(Saved data entries)
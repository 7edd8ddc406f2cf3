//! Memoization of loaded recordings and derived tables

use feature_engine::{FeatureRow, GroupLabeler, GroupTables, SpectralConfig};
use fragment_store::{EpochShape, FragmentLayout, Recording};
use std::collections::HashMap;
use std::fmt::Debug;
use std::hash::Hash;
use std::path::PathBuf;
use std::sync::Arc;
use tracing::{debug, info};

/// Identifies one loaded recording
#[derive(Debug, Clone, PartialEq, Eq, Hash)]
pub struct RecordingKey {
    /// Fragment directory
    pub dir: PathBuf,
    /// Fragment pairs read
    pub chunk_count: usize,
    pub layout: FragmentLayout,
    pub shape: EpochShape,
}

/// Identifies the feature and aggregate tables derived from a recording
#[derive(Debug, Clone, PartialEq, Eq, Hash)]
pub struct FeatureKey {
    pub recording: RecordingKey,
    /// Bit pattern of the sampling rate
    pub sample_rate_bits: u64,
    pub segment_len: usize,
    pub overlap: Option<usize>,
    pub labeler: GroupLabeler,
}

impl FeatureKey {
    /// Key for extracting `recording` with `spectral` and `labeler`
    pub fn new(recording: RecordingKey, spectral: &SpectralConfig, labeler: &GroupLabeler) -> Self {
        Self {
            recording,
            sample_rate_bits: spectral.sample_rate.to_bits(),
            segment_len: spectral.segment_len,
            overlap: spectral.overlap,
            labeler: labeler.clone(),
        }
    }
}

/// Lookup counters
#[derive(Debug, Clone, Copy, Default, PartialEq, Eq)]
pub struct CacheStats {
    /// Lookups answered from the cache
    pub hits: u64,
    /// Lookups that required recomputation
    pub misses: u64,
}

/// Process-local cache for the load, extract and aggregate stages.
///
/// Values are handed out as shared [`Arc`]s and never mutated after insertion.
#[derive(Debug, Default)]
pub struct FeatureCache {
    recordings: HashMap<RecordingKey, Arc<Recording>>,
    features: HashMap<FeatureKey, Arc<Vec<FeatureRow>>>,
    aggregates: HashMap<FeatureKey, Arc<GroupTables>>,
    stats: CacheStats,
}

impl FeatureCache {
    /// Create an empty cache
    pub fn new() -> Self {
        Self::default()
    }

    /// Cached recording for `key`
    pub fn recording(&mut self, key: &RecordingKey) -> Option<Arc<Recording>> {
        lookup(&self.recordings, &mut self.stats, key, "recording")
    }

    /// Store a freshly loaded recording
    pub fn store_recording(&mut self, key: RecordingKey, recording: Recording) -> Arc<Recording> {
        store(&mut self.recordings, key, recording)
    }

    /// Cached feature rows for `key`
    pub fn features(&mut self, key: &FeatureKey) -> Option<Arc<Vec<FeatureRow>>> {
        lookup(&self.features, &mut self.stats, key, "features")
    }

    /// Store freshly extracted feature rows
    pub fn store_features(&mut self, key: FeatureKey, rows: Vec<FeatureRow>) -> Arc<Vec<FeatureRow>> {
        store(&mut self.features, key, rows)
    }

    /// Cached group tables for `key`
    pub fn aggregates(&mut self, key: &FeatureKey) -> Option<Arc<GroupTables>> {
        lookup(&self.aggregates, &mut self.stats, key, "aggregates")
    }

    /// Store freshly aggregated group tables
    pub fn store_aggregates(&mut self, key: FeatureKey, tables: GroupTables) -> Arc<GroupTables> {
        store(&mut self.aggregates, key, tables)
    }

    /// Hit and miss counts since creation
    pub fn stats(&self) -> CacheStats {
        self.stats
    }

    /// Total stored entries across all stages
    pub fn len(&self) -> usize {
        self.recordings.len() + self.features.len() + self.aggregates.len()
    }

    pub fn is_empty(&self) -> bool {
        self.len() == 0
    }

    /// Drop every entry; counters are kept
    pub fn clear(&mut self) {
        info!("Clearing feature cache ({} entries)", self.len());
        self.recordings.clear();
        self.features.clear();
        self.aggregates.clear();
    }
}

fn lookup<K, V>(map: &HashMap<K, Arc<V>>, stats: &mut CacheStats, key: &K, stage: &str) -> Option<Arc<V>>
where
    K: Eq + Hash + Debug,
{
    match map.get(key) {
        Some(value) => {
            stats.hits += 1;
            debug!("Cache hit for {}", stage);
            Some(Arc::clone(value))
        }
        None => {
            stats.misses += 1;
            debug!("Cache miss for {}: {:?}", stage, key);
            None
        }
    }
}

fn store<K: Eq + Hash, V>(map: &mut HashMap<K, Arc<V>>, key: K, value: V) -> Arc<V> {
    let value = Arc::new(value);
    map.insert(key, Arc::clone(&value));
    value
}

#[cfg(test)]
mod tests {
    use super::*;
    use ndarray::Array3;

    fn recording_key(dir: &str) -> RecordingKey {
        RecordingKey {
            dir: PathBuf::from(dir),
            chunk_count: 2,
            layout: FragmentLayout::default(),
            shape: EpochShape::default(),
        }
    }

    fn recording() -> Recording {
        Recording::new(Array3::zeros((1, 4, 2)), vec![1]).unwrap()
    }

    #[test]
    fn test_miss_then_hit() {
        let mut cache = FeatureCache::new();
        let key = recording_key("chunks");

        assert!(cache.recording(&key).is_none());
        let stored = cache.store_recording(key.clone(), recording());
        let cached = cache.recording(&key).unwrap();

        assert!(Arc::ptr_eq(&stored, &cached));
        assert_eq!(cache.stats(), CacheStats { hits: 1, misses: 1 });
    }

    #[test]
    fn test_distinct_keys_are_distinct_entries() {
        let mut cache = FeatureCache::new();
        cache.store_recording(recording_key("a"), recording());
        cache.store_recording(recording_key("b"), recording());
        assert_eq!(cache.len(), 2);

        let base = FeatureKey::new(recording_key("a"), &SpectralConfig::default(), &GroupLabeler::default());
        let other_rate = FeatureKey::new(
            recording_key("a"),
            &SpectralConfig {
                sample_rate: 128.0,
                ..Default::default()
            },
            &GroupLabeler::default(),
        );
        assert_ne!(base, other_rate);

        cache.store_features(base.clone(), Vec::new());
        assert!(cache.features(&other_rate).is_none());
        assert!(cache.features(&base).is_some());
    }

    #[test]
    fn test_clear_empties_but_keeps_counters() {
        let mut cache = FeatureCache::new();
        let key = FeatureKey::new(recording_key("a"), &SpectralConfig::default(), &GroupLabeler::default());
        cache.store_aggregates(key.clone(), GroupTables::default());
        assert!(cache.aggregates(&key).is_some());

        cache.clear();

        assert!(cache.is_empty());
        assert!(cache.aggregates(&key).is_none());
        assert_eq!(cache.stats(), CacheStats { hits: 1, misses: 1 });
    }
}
---
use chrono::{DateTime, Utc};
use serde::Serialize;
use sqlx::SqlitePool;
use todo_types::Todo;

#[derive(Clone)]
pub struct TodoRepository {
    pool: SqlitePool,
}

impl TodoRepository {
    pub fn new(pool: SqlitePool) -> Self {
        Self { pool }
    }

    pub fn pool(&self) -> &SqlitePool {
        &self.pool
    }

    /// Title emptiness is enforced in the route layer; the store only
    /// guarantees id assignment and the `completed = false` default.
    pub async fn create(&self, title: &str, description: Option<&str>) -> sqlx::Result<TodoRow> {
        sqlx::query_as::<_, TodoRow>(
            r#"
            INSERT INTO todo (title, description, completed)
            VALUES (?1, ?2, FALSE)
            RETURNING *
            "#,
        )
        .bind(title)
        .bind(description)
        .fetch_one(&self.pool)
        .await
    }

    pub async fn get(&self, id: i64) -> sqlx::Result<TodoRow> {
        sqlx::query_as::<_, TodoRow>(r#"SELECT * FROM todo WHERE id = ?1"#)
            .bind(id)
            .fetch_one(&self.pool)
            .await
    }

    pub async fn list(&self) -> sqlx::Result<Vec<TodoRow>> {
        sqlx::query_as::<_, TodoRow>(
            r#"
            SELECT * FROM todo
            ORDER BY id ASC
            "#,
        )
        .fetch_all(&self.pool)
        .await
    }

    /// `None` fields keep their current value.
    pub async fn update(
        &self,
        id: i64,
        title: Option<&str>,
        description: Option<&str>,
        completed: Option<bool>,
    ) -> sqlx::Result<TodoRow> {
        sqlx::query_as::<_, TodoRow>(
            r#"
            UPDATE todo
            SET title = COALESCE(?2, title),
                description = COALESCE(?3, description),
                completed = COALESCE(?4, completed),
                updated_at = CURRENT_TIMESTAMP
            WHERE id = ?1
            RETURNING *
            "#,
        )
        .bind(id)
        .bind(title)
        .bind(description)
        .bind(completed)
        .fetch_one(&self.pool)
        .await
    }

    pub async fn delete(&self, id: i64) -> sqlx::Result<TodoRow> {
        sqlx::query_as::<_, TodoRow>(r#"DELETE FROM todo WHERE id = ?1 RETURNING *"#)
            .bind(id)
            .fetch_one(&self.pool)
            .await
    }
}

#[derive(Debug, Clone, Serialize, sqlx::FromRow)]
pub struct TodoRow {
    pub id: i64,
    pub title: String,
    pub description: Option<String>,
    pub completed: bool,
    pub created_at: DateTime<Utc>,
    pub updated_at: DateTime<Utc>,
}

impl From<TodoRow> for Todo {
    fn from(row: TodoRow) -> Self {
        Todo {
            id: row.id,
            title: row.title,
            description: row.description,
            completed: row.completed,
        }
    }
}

### [Work item]
Please give again the lines above between the line holding "repository 7edd8ddc406f2cf3" and the line holding "that required recomputation", inclusive, exactly as they are and with nothing added.

### [Written answer]
repository 7edd8ddc406f2cf3
//! Memoization of loaded recordings and derived tables

use feature_engine::{FeatureRow, GroupLabeler, GroupTables, SpectralConfig};
use fragment_store::{EpochShape, FragmentLayout, Recording};
use std::collections::HashMap;
use std::fmt::Debug;
use std::hash::Hash;
use std::path::PathBuf;
use std::sync::Arc;
use tracing::{debug, info};

/// Identifies one loaded recording
#[derive(Debug, Clone, PartialEq, Eq, Hash)]
pub struct RecordingKey {
    /// Fragment directory
    pub dir: PathBuf,
    /// Fragment pairs read
    pub chunk_count: usize,
    pub layout: FragmentLayout,
    pub shape: EpochShape,
}

/// Identifies the feature and aggregate tables derived from a recording
#[derive(Debug, Clone, PartialEq, Eq, Hash)]
pub struct FeatureKey {
    pub recording: RecordingKey,
    /// Bit pattern of the sampling rate
    pub sample_rate_bits: u64,
    pub segment_len: usize,
    pub overlap: Option<usize>,
    pub labeler: GroupLabeler,
}

impl FeatureKey {
    /// Key for extracting `recording` with `spectral` and `labeler`
    pub fn new(recording: RecordingKey, spectral: &SpectralConfig, labeler: &GroupLabeler) -> Self {
        Self {
            recording,
            sample_rate_bits: spectral.sample_rate.to_bits(),
            segment_len: spectral.segment_len,
            overlap: spectral.overlap,
            labeler: labeler.clone(),
        }
    }
}

/// Lookup counters
#[derive(Debug, Clone, Copy, Default, PartialEq, Eq)]
pub struct CacheStats {
    /// Lookups answered from the cache
    pub hits: u64,
    /// Lookups that required recomputation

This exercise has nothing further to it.